Discover Cells 1.0 impact for Group IDE (investigation)
Description
Hello team, as many of you already knew, the Cells project is one of the top priorities for FY2025, with the goal of providing additional scalability for GitLab.com. It is a very large and highly complex project that will take multiple iterations. As the first iteration, the Cell project team proposed the design of Cells 1.0, with a focus on new enterprise customers. This iteration will allow us to get hands-on experience deploying and operating Cells sooner and be a big step towards our ultimate goal of alleviating scalability pressure on gitlab.com SaaS.
The Cells 1.0 design and execution plan were discussed in the Engineering FY23Q4 Offsite and received approval. Our plan is to have it in production by mid of FY 2025.
Cell 1.0 requires the whole company to participate in this project and make respective features and workflows compatible with Cells 1.0.
Below are the details that are helpful for all engineering groups to start looking at their technical domains.
Web IDE (investigation complete)
-
Web IDE editing works -
Web IDE commit to main branch works -
Web IDE commit to a new main branch and jump to an MR works -
Web IDE behavior with multiple URLs (if cells requires it) does not work - ~ Web IDE behavior with code suggestions untested; handled here Discover Cells 1.0 impact for code_creation (#434978 - closed)
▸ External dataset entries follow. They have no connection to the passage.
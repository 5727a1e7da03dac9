// SPDX-FileCopyrightText: 2026 Zoe Contributors
// SPDX-License-Identifier: MIT OR Apache-2.0

//! SQLite persistence for the Zoe assistant.
//!
//! One WAL-mode database holds timers, intent metrics, devices and queued
//! offline notifications. The schema is embedded with refinery and applied on
//! open; all access goes through a single tokio-rusqlite connection.

pub mod adapter;
pub mod database;
pub mod migrations;
pub mod models;
pub mod queries;

pub use adapter::{SqliteDeviceRegistry, SqliteOfflineQueue};
pub use database::{Database, map_tr_err};
pub use models::OfflineNotification;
Remote development (blocked on KAS installation)
-
KAS setup does not work on the POC &12474 (comment 1762648334)+ -
Test workspace creation and access, change, -
Test workspaces pull and push code commit, create branch etc -
Test workspace - other operations -
Test accessing a workspace through its URL (over HTTPS) -
Test accessing a workspace through SSH
Discoveries
- KAS does not work Team environment discussions #434990 (comment 1751605838)
What we are asking for
We are asking all product teams to take the following steps:
- Follow the guidelines in this Discovery Epic to see how the Cells 1.0 architecture affects your domain:
-
Review Cells 1.0 design, and identify the workflows in your product area that would be affected by Cells 1.0. -
Test your workflows against the Cells 1.0 POC. -
There is an issue for each team in the Discovery Epic. You can use this issue to discuss the implications of Cells 1.0 with your group, or involve Tenant Scale engineers if you need more clarification. -
If you discover workflows that need to be fixed to be compatible with Cells 1.0, open sub-epic for the workflows in the Cell 1.0 Epic and break down the effort into issues. -
Estimate efforts (T-shirt sizing, we are NOT asking for a detailed design and work estimate), and provide a high level timeline (take into account resource allocation) in the sub-epic created above. We know there are a lot of unknowns, so try your best to give a rough initial estimation. The goal here is to allow us to identify risk areas and address them early.
-
- Add sharding keys to all your cell local tables, see the documentation and progress dashboard.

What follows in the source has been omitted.